シリーズ 環境問題を知る 136  PDF

電気の値段

 資源エネルギー庁は発電コスト検証ワーキンググループ(WG)報告に基づき、「原発は、火力や再生可能エネルギー発電より高くなることはなく、発電コストの面で原発に優位性があることに変わりない」という。
 検証WG報告では、モデルプラント方式(発電プラントを新設した場合の総費用を、そのプラントが発電する総電力で割る)で試算されていて、それでは原発10・1円/kWh(以下同じ)、石炭火力12・3、LNG火力13・7、水力11・0ほか11種類の発電方式のいずれよりも原発が安価であることが示される。
 さらにこの報告では感度分析(ある予測を行う場合、その予測を構成する各項目が変動した場合の全体へ及ぼす影響)も併記されている。例えば資源価格の変動が10%の場合、石炭火力では±0・4円/kWh、LNG火力では±0・9円発電コストが変動し、また追加安全対策費が2倍になると0・6円、事故廃炉・賠償費用が1兆円増で0・04円上昇するという。この感度分析を現状に適応して発電コストを再検討すると、例えば石炭は試算時から24・6%、LNGは51・7%安価になったので発電コストも石炭火力11・35円(マイナス0・99円)、LNG火力発電8・58円(マイナス5・14円)になり、後者はこの段階で原発より安価。
 さらに原発の追加安全対策費は、当初見積もりでは1000億円/基(新設60%、600億円/基)から、新規制基準の下では1269億円/基(新設60%、762億円/基)と27%増になり、それに伴い発電コストは0・16円増加する。次に事故廃炉・賠償費用の当初見積もりは12・2兆円(人口・出力などの補正値で9・1兆円)、経産省の福島原発事故の損害費用見積もりは21・5兆円(同補正値で16兆円)で、補正値差額は6・9兆円になり、発電コストは0・28円増加となる。この両者による発電コスト増は0・44円になり、原発発電コストは10・1+0・44=10・54円と試算されている。

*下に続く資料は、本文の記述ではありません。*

//! Docker CLI implementation of [`ContainerRuntime`].
//!
//! Every call shells out to `docker` and is bounded by a timeout. Output
//! pipes are drained on reader threads while waiting so a chatty container
//! cannot deadlock the call on a full pipe buffer.

use anyhow::{bail, Context, Result};
use chrono::Utc;
use std::io::{BufRead, BufReader, Read};
use std::process::{Child, Command, Stdio};
use std::sync::mpsc::{self, Receiver, Sender};
use std::thread;
use std::time::{Duration, Instant};
use tracing::{debug, info, warn};
use wait_timeout::ChildExt;

use super::{parse_latest_state, ContainerRuntime, LogLines, NodeStatus};
use crate::models::node::{NodeIdentity, NodeObservation};

/// Timeout for collecting output from child process pipes
const OUTPUT_COLLECTION_TIMEOUT: Duration = Duration::from_secs(10);

/// Maximum captured output per stream (10MB)
const MAX_OUTPUT_SIZE: u64 = 10 * 1024 * 1024;

/// Seconds docker waits for a graceful stop before killing the container.
const RESTART_STOP_TIMEOUT_SECS: u64 = 30;

const RESTART_COMMAND_TIMEOUT: Duration = Duration::from_secs(90);
const LOGS_COMMAND_TIMEOUT: Duration = Duration::from_secs(30);

/// Pause before re-attaching a log follower whose stream ended.
const REATTACH_DELAY: Duration = Duration::from_secs(2);

/// Verify the docker binary is installed.
pub fn check_docker_available() -> Result<()> {
    if which::which("docker").is_err() {
        bail!(
            "docker is not installed or not on PATH. The watcher drives containers \
             through the docker CLI."
        );
    }
    Ok(())
}

#[derive(Debug)]
struct CommandOutput {
    stdout: String,
    stderr: String,
}

impl CommandOutput {
    /// `docker logs` splits the container's stdout and stderr; the node
    /// logs to both, so callers want them together.
    fn combined(self) -> String {
        if self.stderr.is_empty() {
            self.stdout
        } else if self.stdout.is_empty() {
            self.stderr
        } else {
            format!("{}\n{}", self.stdout.trim_end(), self.stderr)
        }
    }
}

#[derive(Debug, Clone)]
pub struct DockerCli {
    binary: String,
    /// Lines inspected when looking for the latest state line
    state_tail_lines: usize,
}

impl DockerCli {
    pub fn new(state_tail_lines: usize) -> Self {
        Self::with_binary("docker", state_tail_lines)
    }

    /// Use a different executable in place of `docker`.
    pub fn with_binary(binary: impl Into<String>, state_tail_lines: usize) -> Self {
        Self {
            binary: binary.into(),
            state_tail_lines,
        }
    }

    /// Run one docker command, killing it if it exceeds `timeout`.
    fn run(&self, args: &[&str], timeout: Duration) -> Result<CommandOutput> {
        let mut child = Command::new(&self.binary)
            .args(args)
            .stdin(Stdio::null())
            .stdout(Stdio::piped())
            .stderr(Stdio::piped())
            .spawn()
            .with_context(|| format!("Failed to spawn {} {}", self.binary, args.join(" ")))?;

        let (stdout_tx, stdout_rx) = mpsc::channel();
        let (stderr_tx, stderr_rx) = mpsc::channel();
        spawn_collector(child.stdout.take(), stdout_tx);
        spawn_collector(child.stderr.take(), stderr_tx);

        let status = child
            .wait_timeout(timeout)
            .with_context(|| format!("Failed to wait for docker {}", args.join(" ")))?;

        let Some(status) = status else {
            kill_child_process(&mut child);
            bail!(
                "docker {} timed out after {}s",
                args.join(" "),
                timeout.as_secs()
            );
        };

        let stdout = stdout_rx
            .recv_timeout(OUTPUT_COLLECTION_TIMEOUT)
            .unwrap_or_default();
        let stderr = stderr_rx
            .recv_timeout(OUTPUT_COLLECTION_TIMEOUT)
            .unwrap_or_default();

        if !status.success() {
            bail!(
                "docker {} exited with {}: {}",
                args.join(" "),
                status,
                stderr.trim()
            );
        }

        Ok(CommandOutput { stdout, stderr })
    }

    fn container_status(&self, name: &str, timeout: Duration) -> Result<String> {
        let output = self.run(&["inspect", "-f", "{{.State.Status}}", name], timeout)?;
        Ok(output.stdout.trim().to_string())
    }

    fn logs_tail(&self, name: &str, lines: usize, timeout: Duration) -> Result<String> {
        let tail = lines.to_string();
        let output = self.run(&["logs", "--tail", &tail, name], timeout)?;
        Ok(output.combined())
    }
}

impl ContainerRuntime for DockerCli {
    fn get_state(&self, node: &NodeIdentity, timeout: Duration) -> Result<NodeStatus> {
        let deadline = Instant::now() + timeout;

        let status = self.container_status(&node.name, timeout)?;
        if status != "running" {
            debug!(node = %node, status = %status, "container not running");
            return Ok(NodeStatus::Stopped(status));
        }

        let remaining = deadline.saturating_duration_since(Instant::now());
        if remaining.is_zero() {
            bail!("state query for {} timed out", node.name);
        }

        let logs = self.logs_tail(&node.name, self.state_tail_lines, remaining)?;
        Ok(NodeStatus::Running(
            parse_latest_state(logs.lines())
                .map(|pair| NodeObservation::new(node.clone(), pair, Utc::now())),
        ))
    }

    fn tail_logs(&self, node: &NodeIdentity) -> Result<LogLines> {
        let mut follower = DockerLogFollower::new(self.binary.clone(), node.name.clone());
        follower.attach()?;
        Ok(Box::new(follower))
    }

    fn restart(&self, node: &NodeIdentity) -> Result<()> {
        let grace = RESTART_STOP_TIMEOUT_SECS.to_string();
        self.run(&["restart", "-t", &grace, &node.name], RESTART_COMMAND_TIMEOUT)?;
        info!(node = %node, "restart command completed");
        Ok(())
    }

    fn snapshot_logs(&self, node: &NodeIdentity, lines: usize) -> Result<String> {
        self.logs_tail(&node.name, lines, LOGS_COMMAND_TIMEOUT)
    }
}

/// Follows `docker logs -f` and re-attaches whenever the stream ends, so a
/// restarted container keeps feeding the same iterator.
struct DockerLogFollower {
    binary: String,
    name: String,
    child: Option<Child>,
    lines: Option<Receiver<String>>,
    /// RFC 3339 time the previous stream ended; `None` before first attach
    since: Option<String>,
}

impl DockerLogFollower {
    fn new(binary: String, name: String) -> Self {
        Self {
            binary,
            name,
            child: None,
            lines: None,
            since: None,
        }
    }

    fn attach(&mut self) -> Result<()> {
        let mut cmd = Command::new(&self.binary);
        cmd.arg("logs").arg("-f");
        match &self.since {
            Some(since) => cmd.arg("--since").arg(since),
            None => cmd.arg("--tail").arg("0"),
        };
        let mut child = cmd
            .arg(&self.name)
            .stdin(Stdio::null())
            .stdout(Stdio::piped())
            .stderr(Stdio::piped())
            .spawn()
            .with_context(|| format!("Failed to follow logs for {}", self.name))?;

        let (tx, rx) = mpsc::channel();
        if let Some(stdout) = child.stdout.take() {
            spawn_line_forwarder(stdout, tx.clone());
        }
        if let Some(stderr) = child.stderr.take() {
            spawn_line_forwarder(stderr, tx);
        }

        debug!(node = %self.name, "attached log follower");
        self.child = Some(child);
        self.lines = Some(rx);
        Ok(())
    }

    fn detach(&mut self) {
        if let Some(mut child) = self.child.take() {
            kill_child_process(&mut child);
        }
        self.lines = None;
        self.since = Some(Utc::now().to_rfc3339());
    }
}

impl Iterator for DockerLogFollower {
    type Item = String;

    fn next(&mut self) -> Option<String> {
        loop {
            if let Some(rx) = &self.lines {
                if let Ok(line) = rx.recv() {
                    return Some(line);
                }
                // Both pipes closed: the container stopped or restarted.
                self.detach();
                thread::sleep(REATTACH_DELAY);
            }

            if let Err(e) = self.attach() {
                warn!(node = %self.name, error = %format!("{e:#}"), "log follower re-attach failed");
                thread::sleep(REATTACH_DELAY);
            }
        }
    }
}

impl Drop for DockerLogFollower {
    fn drop(&mut self) {
        if let Some(mut child) = self.child.take() {
            kill_child_process(&mut child);
        }
    }
}

fn spawn_collector<R: Read + Send + 'static>(stream: Option<R>, tx: Sender<String>) {
    match stream {
        Some(stream) => {
            thread::spawn(move || {
                let mut buf = Vec::new();
                let _ = stream.take(MAX_OUTPUT_SIZE).read_to_end(&mut buf);
                let _ = tx.send(String::from_utf8_lossy(&buf).into_owned());
            });
        }
        None => {
            let _ = tx.send(String::new());
        }
    }
}

fn spawn_line_forwarder<R: Read + Send + 'static>(stream: R, tx: Sender<String>) {
    thread::spawn(move || {
        let mut reader = BufReader::new(stream);
        let mut buf = Vec::new();
        loop {
            buf.clear();
            match reader.read_until(b'\n', &mut buf) {
                Ok(0) | Err(_) => break,
                Ok(_) => {
                    let line = String::from_utf8_lossy(&buf).trim_end().to_string();
                    if tx.send(line).is_err() {
                        break;
                    }
                }
            }
        }
    });
}

fn kill_child_process(child: &mut Child) {
    let _ = child.kill();
    let _ = child.wait();
}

 しかし後者の損害費用見積もりは過小評価の恐れが大きい。例えば、日本経済研究センターの試算では、事故廃炉・賠償費用は汚染水を海に放出した場合で49・3兆円、汚染水を処理した場合は70兆円になり、発電コストは1・1円、1・72円増で原発発電コストはそれぞれ10・1+0・16+1・1=11・36円、10・1+0・16+1・72=11・98円になり、原発の優位性は失われる。
 さらに詳しい分析を行い原発発電コストが12・26~15・14円になるとの報告も見られる。
 そして原発事故による被害は、その多くが金銭で換算できるものではないことはいうまでもない(原子力資料情報室通信を引用させていただきました。文責筆者)。